Soon after enactment, there were also questions circling about whether ARPA applied to small employer plans not subject to COBRA, but rather state “mini-COBRA” laws. The FAQs confirm that the subsidy also applies to any continuation coverage required under state mini-COBRA laws but also notes that ARPA does not change time periods for elections under State law. Further guidance would be welcome on obligations related to small insured plans. The FAQs also confirm that plans sponsored by State or local governments subject to similar continuation requirements under the Public Health Service Act are covered by the ARPA subsidies.
One area that has caused great confusion is how the right to retroactively elect COBRA coverage (to the date active coverage was lost) due to the DOL’s extended deadlines fits with this new election right. While there is more to come on this, the DOL helpfully confirmed that these are two separate rights and thankfully, the FAQs note that the extended deadlines do not apply to the 60-day notice or election periods related to the ARPA subsidies.
The most significant part of the guidance (that we knew was coming but are still happy to see sooner rather than later) are the Model Notices and election materials. The guidance package confirms that employers have until May 31, 2021, to provide the notices of the opportunity to elect subsidized coverage and individuals have 60 days following the date that notice is provided to elect subsidized coverage. Individuals can begin subsidized coverage on the date of their election, or April 1, 2021, as long as the involuntary termination or reduction in hours supporting the election right occurred before April 1, 2021. As previously noted, in no way do these timeframes extend the otherwise applicable 18-month COBRA period.
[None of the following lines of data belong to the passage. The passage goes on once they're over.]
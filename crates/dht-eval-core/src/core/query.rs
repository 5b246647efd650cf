// crates/dht-eval-core/src/core/query.rs
// ============================================================================
// Module: DHT Eval Measurement Queries
// Description: The fixed projections sampled from each benchmark database.
// Purpose: Name each projection and describe the columns it returns.
// Dependencies: serde
// ============================================================================

//! ## Overview
//! Every benchmark database records three operation logs. A
//! [`MeasurementQuery`] selects one of them and fixes the list of numeric
//! columns projected from it, so aggregated rows can be labeled without
//! knowing how a [`crate::SampleSource`] reads them.

// ============================================================================
// SECTION: Imports
// ============================================================================

use std::fmt;

use serde::Deserialize;
use serde::Serialize;

// ============================================================================
// SECTION: Column Labels
// ============================================================================

/// Columns of the client-level projection.
const CLIENT_COLUMNS: [&str; 2] = ["store", "get"];
/// Columns of the server-side store breakdown.
const STORE_BREAKDOWN_COLUMNS: [&str; 4] =
    ["total_rpc_store", "fetch_policy", "check_chunk_valid", "db_store_chunk"];
/// Columns of the server-side query breakdown.
const QUERY_BREAKDOWN_COLUMNS: [&str; 5] =
    ["total_local_query", "check_token_valid", "fetch_policy", "check_access_valid", "db_get_chunk"];

// ============================================================================
// SECTION: Measurement Query
// ============================================================================

/// Fixed projection over one benchmark operation log.
#[derive(Debug, Clone, Copy, PartialEq, Eq, Hash, Serialize, Deserialize)]
#[serde(rename_all = "snake_case")]
pub enum MeasurementQuery {
    /// Client-visible store latency and total fetch latency.
    Client,
    /// Server-side breakdown of a chunk store.
    StoreBreakdown,
    /// Server-side breakdown of a local chunk query.
    QueryBreakdown,
}

impl MeasurementQuery {
    /// Returns the stable name of the query.
    #[must_use]
    pub const fn name(self) -> &'static str {
        match self {
            Self::Client => "client",
            Self::StoreBreakdown => "store_breakdown",
            Self::QueryBreakdown => "query_breakdown",
        }
    }

    /// Returns the benchmark table the query reads.
    #[must_use]
    pub const fn table(self) -> &'static str {
        match self {
            Self::Client => "CLIENT_STORE_GET",
            Self::StoreBreakdown => "STORE_CHUNK",
            Self::QueryBreakdown => "QUERY_CHUNK_LOCAL",
        }
    }

    /// Returns the labels of the projected columns, in projection order.
    #[must_use]
    pub const fn column_labels(self) -> &'static [&'static str] {
        match self {
            Self::Client => &CLIENT_COLUMNS,
            Self::StoreBreakdown => &STORE_BREAKDOWN_COLUMNS,
            Self::QueryBreakdown => &QUERY_BREAKDOWN_COLUMNS,
        }
    }

    /// Returns the number of projected columns.
    #[must_use]
    pub const fn column_count(self) -> usize {
        self.column_labels().len()
    }
}

impl fmt::Display for MeasurementQuery {
    fn fmt(&self, f: &mut fmt::Formatter<'_>) -> fmt::Result {
        f.write_str(self.name())
    }
}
The Notices include an ARPA General Notice and COBRA Continuation Coverage Election Notice, to be provided to all individuals who will lose coverage due to any COBRA qualifying event between April 1 and September 30, 2021, and a separate Model COBRA Continuation Coverage Notice in Connection with Extended Election Periods, to be provided to anyone who may be eligible for the subsidy due to involuntary termination or reduction in hours occurring before April 1, 2021 (i.e., generally involuntary terminations or reductions in hours occurring on or after October 1, 2019).
Plans will also have to provide individuals with a Notice of Expiration of Period of Premium Assistance 15-45 days before the expiration of the subsidy — essentially explaining that subsidies will soon expire, the ability to continue unsubsidized COBRA for any period remaining under the original 18-month coverage period and describing the coverage opportunities available through other avenues such as the Marketplace or Medicaid. Employers are highly encouraged to use the DOL’s model notices without customization except where required to insert plan or employer specific information.
With the release of the model notices, employers and COBRA administrators now largely have the tools to administer this new election right. The FAQs remind us that the DOL will ensure ARPA benefits are received by eligible individuals and employers will face an excise tax for failing to comply, which can be as much as $100 per qualified beneficiary (no more than $200 per family) for each day the employer is in violation for the COBRA rules. Accordingly, employers will want to begin or continue conversations with COBRA administrators to ensure notices are timely provided to the right group of individuals.